Exercise data =

::::::::::

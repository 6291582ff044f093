use color_eyre::eyre::eyre;
use color_eyre::Result;
use crossterm::event::{self, Event, KeyEventKind};
use ratatui::backend::CrosstermBackend;
use ratatui::Terminal;
use renewables_core::{filter_label, Completion, Project};
use std::io::Stdout;
use std::time::Duration;

use crate::app::{handle_input, App};
use crate::ui;

// Configure event poll timeout (ms)
const EVENT_POLL_TIMEOUT: u64 = 50;

/// Run the application in headless mode (no UI): one load, print, exit.
pub async fn run_headless(app: &mut App, json: bool) -> Result<()> {
    app.start();
    let completion = app.settle().await;

    if let Some(error) = app.store.error() {
        return Err(eyre!("Failed to load projects: {error}"));
    }
    if completion != Some(Completion::Applied) {
        return Err(eyre!("Project load did not complete"));
    }

    if json {
        render_headless_json(app)?;
    } else {
        render_headless_table(app);
    }

    Ok(())
}

fn render_headless_table(app: &App) {
    let projects = app.store.projects();

    println!("\nRenewable Projects ({})", filter_label(app.store.selected_type()));
    println!("=========================");
    println!("Total projects: {}", projects.len());

    println!("\nBy Type:");
    for (kind, count) in app.store.counts_by_type() {
        println!("- {kind}: {count}");
    }

    println!("\nProjects:");
    for project in projects {
        println!(
            "- {} | {} | {:.4} | {:.4}",
            project.name,
            project.type_label(),
            project.latitude,
            project.longitude
        );
    }
}

fn render_headless_json(app: &App) -> Result<()> {
    let report = HeadlessReport {
        filter: app.store.selected_type().map(|kind| kind.as_str().to_string()),
        total: app.store.projects().len(),
        projects: app.store.projects(),
    };
    let json = serde_json::to_string_pretty(&report)?;
    println!("{json}");
    Ok(())
}

#[derive(serde::Serialize)]
struct HeadlessReport<'a> {
    filter: Option<String>,
    total: usize,
    projects: &'a [Project],
}

/// Run the main application event loop
pub async fn run(terminal: &mut Terminal<CrosstermBackend<Stdout>>, app: &mut App) -> Result<()> {
    app.start();

    loop {
        // Land finished loads before drawing so a frame never shows half a transition
        app.pump();
        app.update();

        if let Err(e) = terminal.draw(|f| ui::ui(app, f)) {
            return Err(eyre!("Terminal draw error: {e}"));
        }

        if matches!(
            event::poll(Duration::from_millis(EVENT_POLL_TIMEOUT)),
            Ok(true)
        ) {
            match event::read() {
                Ok(Event::Key(key)) if key.kind == KeyEventKind::Press => {
                    handle_input(app, key.code);
                    if !app.running {
                        break;
                    }
                }
                Ok(Event::Resize(_, _)) => {
                    // Force a redraw after resize
                    if terminal.draw(|f| ui::ui(app, f)).is_err() {
                        tracing::debug!("redraw after resize failed");
                    }
                }
                Ok(_) => {}
                Err(e) => {
                    tracing::warn!(error = %e, "failed to read terminal event");
                }
            }
        }

        // Let spawned loads make progress between frames
        tokio::task::yield_now().await;
    }

    tracing::info!("event loop finished");
    Ok(())
}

::::::::::

Exercise =
Report the number of lines in the records that include the string "read", and write no other words.

Exercise result =
2